WHAT YOU ARE ASKED TO DO - Count the lines in the records below that contain the word "DisposerHandle", and give only that number.

[Stored items]
---*---
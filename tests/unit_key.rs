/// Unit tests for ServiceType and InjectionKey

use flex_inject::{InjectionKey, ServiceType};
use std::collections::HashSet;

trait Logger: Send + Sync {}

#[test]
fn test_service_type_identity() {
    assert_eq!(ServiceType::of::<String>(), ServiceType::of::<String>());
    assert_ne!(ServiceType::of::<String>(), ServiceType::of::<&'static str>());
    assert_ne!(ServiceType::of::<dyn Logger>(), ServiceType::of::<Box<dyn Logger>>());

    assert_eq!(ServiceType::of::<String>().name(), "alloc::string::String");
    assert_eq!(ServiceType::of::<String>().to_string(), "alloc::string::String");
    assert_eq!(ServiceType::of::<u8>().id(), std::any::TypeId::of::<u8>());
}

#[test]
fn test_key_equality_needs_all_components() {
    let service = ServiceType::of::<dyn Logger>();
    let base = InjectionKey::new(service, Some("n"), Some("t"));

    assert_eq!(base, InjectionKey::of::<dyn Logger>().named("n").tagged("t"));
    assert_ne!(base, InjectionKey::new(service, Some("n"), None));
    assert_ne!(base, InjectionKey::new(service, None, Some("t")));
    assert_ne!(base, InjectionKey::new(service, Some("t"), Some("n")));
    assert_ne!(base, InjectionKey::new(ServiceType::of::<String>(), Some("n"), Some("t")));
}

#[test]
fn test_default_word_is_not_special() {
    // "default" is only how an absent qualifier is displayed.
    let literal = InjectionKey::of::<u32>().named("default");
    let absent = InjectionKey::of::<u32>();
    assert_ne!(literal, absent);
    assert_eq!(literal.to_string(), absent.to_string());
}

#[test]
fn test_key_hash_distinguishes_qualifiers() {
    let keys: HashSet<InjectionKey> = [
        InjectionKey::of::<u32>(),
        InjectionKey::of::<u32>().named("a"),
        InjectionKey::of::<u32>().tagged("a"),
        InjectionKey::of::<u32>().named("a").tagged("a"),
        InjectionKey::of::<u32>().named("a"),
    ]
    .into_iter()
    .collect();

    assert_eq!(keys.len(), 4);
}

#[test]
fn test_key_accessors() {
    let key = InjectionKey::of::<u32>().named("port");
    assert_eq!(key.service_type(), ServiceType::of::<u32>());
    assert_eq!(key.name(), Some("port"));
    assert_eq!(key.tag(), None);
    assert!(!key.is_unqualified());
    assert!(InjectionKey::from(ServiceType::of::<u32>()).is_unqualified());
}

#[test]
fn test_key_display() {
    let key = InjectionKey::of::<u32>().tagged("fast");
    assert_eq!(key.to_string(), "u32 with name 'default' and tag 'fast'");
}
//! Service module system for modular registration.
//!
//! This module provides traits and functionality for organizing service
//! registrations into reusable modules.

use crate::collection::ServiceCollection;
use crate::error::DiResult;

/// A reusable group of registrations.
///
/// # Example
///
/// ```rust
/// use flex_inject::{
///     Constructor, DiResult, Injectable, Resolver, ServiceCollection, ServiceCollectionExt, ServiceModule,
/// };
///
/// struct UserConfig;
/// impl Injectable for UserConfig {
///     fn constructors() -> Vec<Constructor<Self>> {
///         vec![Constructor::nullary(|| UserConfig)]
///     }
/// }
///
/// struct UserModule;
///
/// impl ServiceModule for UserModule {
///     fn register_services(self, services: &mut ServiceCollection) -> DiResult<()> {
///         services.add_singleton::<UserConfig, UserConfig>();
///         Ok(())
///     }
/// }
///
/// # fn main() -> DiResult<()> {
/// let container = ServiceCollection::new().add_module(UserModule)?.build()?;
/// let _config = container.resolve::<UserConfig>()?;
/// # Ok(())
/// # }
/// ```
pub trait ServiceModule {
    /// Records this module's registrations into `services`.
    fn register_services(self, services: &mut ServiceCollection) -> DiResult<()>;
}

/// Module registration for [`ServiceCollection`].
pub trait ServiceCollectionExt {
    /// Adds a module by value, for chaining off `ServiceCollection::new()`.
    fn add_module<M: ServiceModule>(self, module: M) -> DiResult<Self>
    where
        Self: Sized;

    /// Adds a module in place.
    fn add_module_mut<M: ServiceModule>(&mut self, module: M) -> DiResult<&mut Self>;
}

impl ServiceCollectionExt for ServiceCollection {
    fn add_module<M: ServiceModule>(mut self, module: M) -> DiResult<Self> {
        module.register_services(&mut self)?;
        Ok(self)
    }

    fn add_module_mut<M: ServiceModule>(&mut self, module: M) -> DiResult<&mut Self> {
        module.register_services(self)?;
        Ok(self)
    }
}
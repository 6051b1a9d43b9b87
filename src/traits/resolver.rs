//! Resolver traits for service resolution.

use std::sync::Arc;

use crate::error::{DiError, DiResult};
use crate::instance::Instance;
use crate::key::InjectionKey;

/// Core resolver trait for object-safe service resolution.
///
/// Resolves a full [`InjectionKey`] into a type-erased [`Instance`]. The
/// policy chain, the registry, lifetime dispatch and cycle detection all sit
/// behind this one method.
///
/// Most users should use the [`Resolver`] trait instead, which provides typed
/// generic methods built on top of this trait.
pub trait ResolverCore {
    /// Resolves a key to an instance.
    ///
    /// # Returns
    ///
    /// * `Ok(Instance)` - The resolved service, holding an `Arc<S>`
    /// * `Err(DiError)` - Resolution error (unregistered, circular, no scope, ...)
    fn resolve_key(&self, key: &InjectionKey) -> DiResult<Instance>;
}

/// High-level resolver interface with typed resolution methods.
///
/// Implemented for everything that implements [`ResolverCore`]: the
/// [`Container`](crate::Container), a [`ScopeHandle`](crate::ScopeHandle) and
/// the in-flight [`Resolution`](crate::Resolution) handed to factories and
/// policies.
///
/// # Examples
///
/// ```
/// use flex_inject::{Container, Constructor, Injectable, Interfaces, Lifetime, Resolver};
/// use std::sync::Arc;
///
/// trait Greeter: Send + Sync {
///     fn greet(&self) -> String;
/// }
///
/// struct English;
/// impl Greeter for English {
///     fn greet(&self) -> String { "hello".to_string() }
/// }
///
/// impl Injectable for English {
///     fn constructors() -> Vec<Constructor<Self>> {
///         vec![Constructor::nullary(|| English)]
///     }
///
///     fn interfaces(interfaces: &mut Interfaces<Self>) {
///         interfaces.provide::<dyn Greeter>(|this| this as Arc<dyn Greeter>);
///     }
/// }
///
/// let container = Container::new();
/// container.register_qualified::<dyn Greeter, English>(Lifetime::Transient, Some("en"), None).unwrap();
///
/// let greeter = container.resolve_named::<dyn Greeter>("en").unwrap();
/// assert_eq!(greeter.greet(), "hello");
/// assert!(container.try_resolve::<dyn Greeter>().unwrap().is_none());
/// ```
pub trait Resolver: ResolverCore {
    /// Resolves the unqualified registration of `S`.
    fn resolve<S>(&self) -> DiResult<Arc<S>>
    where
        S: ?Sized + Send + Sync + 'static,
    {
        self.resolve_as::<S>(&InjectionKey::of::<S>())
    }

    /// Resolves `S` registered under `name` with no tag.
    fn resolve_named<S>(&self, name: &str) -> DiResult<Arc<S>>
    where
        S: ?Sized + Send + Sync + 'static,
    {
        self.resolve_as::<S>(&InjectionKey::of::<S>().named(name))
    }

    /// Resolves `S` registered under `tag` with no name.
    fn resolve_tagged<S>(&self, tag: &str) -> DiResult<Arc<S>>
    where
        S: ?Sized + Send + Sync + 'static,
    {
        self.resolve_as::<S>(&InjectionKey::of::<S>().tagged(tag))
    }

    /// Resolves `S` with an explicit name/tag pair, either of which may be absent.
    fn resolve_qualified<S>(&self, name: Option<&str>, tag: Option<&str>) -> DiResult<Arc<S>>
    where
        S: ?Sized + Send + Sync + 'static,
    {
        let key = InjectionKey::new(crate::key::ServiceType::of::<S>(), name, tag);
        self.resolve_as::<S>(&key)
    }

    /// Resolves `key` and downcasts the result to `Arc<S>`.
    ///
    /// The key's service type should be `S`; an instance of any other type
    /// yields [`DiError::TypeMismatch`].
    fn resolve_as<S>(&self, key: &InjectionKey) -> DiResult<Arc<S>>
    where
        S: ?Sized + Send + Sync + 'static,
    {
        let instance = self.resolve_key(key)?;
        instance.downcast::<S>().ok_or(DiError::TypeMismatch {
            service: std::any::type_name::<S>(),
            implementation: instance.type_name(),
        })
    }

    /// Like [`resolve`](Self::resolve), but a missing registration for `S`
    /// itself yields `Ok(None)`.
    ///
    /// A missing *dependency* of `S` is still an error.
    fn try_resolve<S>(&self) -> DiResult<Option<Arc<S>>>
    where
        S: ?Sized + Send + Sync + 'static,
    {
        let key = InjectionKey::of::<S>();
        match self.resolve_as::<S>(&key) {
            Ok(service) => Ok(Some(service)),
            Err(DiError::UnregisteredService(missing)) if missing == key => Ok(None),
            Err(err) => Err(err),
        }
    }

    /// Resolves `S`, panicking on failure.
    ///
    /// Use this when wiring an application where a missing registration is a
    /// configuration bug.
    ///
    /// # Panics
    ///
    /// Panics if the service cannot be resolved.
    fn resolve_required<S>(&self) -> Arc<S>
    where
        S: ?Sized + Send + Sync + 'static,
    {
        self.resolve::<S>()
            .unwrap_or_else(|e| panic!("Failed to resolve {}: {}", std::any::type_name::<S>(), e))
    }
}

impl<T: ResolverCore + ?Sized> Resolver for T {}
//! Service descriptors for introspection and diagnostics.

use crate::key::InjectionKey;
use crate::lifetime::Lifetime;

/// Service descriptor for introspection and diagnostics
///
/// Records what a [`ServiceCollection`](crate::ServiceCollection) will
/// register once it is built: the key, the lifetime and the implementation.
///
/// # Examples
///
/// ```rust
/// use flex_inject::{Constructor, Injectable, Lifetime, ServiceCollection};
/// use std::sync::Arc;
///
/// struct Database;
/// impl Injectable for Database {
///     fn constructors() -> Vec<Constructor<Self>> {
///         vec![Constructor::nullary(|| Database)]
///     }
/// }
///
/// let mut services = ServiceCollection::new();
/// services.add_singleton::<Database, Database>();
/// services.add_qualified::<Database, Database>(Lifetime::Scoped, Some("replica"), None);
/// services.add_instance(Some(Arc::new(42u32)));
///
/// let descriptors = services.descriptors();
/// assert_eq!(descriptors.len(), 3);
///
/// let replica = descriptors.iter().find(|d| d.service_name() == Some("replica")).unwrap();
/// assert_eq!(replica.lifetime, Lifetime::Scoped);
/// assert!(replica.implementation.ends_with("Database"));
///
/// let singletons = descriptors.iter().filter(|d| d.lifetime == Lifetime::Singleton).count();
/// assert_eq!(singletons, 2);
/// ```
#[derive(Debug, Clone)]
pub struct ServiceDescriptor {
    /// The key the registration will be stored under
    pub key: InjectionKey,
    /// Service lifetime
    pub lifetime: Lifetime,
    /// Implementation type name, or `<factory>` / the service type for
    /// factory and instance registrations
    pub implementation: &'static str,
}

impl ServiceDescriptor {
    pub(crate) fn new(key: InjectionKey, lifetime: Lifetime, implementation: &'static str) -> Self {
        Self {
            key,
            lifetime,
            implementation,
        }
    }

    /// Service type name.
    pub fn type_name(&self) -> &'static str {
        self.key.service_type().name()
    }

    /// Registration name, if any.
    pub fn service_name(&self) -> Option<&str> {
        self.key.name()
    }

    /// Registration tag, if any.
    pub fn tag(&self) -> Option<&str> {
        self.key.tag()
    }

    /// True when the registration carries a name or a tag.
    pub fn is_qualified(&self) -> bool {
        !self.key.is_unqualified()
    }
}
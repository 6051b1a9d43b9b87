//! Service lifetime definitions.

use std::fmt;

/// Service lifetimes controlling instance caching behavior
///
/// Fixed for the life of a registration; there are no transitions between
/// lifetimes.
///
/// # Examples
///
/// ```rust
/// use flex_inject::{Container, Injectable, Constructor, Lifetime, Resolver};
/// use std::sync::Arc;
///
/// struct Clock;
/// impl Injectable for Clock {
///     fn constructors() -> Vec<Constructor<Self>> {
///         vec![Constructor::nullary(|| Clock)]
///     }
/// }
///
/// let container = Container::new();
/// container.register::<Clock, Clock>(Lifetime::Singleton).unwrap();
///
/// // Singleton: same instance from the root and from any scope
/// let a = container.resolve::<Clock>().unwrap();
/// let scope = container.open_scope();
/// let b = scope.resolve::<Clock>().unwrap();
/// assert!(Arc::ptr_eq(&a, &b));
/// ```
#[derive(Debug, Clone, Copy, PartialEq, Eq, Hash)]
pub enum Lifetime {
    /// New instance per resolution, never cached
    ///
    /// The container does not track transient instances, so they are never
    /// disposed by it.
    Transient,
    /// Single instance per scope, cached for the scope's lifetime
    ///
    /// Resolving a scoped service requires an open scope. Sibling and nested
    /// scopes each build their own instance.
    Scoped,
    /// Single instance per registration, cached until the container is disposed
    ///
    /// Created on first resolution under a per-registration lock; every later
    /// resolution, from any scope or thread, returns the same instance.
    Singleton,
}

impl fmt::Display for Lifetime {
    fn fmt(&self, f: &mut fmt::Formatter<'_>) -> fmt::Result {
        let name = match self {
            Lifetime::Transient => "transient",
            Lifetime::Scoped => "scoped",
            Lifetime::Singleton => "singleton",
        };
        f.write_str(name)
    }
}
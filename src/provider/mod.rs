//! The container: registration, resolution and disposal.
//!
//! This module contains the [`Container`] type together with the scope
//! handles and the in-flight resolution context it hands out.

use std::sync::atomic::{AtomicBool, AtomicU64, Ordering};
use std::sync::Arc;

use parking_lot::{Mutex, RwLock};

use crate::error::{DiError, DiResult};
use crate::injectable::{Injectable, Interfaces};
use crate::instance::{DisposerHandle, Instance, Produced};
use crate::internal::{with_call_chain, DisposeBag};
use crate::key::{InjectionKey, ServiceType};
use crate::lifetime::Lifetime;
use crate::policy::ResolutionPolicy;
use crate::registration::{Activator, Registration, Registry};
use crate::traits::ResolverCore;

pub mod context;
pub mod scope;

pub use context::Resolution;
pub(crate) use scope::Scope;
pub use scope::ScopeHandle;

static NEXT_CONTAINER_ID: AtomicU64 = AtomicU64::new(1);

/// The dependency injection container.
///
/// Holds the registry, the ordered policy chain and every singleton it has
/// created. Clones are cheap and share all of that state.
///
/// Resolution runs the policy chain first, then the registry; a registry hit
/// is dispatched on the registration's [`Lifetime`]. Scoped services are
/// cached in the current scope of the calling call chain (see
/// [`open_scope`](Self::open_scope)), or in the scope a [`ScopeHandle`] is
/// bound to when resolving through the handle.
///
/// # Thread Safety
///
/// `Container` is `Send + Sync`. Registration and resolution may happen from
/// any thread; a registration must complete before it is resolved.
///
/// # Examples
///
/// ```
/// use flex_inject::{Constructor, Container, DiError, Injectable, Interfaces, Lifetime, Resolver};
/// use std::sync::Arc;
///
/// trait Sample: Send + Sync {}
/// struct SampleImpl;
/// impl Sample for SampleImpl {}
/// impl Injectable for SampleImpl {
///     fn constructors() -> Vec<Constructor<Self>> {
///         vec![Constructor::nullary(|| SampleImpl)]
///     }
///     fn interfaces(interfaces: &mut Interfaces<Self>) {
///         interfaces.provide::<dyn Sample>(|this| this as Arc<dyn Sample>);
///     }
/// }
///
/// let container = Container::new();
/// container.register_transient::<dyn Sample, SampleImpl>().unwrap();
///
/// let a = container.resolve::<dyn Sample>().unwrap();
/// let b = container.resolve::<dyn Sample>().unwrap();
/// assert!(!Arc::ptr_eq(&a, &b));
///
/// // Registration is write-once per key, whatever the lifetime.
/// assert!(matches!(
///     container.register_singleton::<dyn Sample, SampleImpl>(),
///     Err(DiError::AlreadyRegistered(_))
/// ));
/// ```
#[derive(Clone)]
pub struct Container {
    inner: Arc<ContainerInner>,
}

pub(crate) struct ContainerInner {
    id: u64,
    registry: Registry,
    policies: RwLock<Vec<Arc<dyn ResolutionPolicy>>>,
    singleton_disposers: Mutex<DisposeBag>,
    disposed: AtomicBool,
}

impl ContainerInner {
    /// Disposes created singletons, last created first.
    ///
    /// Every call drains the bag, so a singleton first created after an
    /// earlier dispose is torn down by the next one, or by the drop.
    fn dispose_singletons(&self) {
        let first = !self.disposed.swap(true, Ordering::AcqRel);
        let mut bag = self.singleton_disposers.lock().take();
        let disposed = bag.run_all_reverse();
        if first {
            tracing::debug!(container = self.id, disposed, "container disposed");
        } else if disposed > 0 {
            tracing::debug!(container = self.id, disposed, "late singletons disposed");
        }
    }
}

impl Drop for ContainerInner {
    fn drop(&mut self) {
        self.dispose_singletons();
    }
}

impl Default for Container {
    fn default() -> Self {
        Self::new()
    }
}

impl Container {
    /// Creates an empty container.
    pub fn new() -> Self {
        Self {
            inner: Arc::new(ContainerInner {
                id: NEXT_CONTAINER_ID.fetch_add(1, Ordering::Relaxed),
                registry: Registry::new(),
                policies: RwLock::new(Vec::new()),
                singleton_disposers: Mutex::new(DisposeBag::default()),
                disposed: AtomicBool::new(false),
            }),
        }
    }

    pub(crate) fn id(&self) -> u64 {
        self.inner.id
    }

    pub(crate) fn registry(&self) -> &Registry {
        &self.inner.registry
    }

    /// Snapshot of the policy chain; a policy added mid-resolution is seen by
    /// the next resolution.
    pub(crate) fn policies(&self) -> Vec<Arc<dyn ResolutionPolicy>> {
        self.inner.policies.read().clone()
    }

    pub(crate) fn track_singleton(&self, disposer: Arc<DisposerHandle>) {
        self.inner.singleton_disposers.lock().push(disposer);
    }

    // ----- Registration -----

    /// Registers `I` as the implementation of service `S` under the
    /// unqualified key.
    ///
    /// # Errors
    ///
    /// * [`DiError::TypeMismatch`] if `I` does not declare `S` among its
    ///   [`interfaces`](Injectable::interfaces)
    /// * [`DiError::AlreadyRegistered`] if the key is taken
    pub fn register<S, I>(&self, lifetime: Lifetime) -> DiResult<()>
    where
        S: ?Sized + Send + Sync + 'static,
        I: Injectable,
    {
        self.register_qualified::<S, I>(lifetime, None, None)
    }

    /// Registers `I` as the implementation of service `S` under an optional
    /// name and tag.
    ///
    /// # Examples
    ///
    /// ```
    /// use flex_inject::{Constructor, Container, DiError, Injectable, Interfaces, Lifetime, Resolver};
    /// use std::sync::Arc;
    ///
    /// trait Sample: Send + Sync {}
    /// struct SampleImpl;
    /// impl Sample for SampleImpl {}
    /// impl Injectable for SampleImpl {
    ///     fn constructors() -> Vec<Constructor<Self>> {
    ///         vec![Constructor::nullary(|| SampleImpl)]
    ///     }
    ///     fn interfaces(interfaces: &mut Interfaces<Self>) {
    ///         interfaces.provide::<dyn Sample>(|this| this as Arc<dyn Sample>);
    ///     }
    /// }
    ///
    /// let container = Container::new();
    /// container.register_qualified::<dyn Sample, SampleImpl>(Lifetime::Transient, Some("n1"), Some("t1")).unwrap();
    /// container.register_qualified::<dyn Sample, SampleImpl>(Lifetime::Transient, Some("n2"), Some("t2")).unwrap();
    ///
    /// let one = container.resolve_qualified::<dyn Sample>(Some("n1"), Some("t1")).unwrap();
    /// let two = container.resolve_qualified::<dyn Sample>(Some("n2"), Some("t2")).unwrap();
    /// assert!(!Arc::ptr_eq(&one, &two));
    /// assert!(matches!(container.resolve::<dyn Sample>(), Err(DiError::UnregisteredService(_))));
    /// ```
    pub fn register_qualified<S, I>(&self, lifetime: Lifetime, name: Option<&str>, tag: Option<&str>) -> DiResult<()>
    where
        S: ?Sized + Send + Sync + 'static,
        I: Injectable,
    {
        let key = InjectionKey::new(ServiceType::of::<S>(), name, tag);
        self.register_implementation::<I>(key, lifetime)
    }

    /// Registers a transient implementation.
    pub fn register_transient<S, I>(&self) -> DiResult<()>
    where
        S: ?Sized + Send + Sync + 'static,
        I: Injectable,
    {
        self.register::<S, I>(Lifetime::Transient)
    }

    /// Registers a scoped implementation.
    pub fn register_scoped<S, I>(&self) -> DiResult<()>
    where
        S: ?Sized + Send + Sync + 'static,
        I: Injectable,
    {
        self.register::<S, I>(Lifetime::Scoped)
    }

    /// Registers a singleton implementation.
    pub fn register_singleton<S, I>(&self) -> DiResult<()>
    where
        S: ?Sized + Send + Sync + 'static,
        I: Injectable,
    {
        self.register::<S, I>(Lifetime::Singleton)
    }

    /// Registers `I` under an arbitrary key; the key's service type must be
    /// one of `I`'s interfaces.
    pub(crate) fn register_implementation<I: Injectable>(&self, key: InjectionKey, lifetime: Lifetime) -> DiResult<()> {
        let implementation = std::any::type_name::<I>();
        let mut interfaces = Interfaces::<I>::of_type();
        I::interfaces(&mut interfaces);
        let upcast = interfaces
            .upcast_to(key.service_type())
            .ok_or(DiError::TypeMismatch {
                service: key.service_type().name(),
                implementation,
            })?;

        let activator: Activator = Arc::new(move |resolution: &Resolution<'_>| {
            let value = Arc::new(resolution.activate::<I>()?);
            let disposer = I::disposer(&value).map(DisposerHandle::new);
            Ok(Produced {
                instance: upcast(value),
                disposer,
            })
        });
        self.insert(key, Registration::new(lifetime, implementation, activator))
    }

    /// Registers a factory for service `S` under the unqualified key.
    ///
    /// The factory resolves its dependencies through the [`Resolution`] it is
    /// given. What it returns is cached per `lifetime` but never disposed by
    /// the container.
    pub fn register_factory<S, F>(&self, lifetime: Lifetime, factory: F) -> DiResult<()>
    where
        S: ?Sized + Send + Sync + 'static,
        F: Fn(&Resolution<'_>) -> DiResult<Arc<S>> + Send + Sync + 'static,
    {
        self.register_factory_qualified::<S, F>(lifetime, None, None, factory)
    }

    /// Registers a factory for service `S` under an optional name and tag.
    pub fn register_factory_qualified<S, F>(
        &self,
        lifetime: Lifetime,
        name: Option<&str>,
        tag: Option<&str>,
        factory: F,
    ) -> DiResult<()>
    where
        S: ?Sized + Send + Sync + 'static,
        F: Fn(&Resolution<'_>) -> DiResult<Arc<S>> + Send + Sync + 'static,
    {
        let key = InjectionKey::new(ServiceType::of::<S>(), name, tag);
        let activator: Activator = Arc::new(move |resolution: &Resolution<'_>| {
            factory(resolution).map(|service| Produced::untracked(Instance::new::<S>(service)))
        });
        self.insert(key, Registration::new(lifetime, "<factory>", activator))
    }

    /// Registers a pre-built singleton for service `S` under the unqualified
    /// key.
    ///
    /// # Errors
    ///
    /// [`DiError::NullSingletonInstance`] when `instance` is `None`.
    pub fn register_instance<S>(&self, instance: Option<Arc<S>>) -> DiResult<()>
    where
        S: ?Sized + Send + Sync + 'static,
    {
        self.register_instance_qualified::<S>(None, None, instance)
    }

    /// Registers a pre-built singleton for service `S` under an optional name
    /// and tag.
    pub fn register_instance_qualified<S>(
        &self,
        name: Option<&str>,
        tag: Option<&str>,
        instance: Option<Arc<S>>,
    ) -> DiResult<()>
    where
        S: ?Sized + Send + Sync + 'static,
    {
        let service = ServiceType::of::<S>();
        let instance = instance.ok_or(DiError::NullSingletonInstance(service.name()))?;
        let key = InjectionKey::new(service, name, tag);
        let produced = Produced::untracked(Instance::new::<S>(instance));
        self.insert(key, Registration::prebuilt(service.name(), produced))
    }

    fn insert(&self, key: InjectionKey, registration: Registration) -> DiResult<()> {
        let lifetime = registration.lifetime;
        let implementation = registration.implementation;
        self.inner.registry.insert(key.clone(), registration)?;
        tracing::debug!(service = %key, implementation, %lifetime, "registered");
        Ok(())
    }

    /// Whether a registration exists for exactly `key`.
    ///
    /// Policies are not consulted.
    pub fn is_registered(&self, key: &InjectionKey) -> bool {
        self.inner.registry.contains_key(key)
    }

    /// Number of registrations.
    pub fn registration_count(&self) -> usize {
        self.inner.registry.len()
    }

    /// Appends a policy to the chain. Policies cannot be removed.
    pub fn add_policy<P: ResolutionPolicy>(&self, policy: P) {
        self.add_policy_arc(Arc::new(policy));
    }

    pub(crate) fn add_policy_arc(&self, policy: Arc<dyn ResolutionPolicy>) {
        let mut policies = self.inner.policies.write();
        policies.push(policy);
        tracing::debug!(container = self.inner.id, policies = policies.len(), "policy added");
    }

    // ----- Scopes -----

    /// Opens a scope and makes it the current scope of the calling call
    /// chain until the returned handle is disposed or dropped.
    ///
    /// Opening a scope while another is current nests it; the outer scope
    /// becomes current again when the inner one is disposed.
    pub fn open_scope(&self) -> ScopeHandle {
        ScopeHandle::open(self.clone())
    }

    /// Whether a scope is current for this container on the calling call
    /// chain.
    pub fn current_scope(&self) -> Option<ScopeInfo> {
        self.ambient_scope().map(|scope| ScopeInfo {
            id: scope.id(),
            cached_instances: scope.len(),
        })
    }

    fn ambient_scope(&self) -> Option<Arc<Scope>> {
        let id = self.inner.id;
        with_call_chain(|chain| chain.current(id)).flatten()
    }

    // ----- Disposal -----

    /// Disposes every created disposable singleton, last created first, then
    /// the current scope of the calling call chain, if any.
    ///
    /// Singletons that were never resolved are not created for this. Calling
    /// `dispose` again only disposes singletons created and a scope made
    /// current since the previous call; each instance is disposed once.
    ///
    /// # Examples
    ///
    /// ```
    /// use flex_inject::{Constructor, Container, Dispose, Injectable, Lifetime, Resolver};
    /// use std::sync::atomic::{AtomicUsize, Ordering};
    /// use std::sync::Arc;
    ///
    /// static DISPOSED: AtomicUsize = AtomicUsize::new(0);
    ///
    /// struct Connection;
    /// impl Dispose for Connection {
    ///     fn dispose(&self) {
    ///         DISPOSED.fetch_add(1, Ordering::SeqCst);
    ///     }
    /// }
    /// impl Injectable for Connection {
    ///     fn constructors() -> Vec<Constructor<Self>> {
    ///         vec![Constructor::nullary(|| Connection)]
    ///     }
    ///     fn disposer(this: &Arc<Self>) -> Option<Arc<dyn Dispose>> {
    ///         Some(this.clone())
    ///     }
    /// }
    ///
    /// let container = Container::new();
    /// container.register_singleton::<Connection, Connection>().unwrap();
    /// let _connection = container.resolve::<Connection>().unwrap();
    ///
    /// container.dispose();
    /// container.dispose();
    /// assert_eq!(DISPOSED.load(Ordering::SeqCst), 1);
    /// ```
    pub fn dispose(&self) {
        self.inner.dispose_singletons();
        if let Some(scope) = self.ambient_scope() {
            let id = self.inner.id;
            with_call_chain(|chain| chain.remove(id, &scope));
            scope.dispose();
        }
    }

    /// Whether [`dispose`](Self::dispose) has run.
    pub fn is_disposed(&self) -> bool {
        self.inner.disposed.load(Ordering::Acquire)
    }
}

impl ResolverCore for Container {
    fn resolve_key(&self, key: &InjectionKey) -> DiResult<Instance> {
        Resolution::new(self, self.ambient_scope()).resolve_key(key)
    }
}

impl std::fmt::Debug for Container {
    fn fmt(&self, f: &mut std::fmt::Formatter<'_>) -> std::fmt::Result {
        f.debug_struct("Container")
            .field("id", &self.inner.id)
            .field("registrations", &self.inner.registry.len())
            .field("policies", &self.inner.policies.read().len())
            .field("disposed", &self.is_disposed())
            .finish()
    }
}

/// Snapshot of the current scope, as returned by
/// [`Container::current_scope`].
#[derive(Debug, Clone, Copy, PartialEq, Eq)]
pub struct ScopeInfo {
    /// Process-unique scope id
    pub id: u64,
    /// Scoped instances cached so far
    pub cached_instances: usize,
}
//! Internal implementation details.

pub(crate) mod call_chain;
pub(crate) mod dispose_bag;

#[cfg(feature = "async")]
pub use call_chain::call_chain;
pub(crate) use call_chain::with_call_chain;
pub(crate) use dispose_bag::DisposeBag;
---*---
FINISHED TASK - 3